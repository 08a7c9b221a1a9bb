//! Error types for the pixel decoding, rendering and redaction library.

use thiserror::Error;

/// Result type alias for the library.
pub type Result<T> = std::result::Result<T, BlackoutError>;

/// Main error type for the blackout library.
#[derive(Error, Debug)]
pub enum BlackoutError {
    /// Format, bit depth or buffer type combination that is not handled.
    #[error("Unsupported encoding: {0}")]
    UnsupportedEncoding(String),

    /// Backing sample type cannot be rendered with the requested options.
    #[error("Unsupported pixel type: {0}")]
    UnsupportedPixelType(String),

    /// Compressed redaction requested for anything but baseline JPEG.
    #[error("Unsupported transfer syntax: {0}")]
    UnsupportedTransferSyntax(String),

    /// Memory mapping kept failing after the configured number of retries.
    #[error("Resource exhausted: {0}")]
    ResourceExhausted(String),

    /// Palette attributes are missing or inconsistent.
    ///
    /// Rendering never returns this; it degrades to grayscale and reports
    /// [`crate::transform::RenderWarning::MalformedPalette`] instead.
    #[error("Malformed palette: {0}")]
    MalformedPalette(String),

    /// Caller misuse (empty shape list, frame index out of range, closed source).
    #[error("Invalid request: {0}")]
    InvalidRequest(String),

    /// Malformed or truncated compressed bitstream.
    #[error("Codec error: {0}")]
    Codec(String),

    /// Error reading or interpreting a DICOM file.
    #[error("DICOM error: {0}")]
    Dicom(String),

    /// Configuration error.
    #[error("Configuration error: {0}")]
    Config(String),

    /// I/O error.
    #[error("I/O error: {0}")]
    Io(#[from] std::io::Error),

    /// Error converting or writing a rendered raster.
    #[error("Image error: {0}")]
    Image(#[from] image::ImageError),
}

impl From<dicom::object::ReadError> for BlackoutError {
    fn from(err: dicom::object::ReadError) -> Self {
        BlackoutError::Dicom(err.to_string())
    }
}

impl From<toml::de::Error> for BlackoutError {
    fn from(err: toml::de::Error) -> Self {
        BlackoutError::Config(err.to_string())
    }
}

+++++

WHAT YOU NEED TO DO →
Each line that contains the string "object" counts once; report how many such lines the entries have, giving only the number.

EXERCISE RESPONSE →
2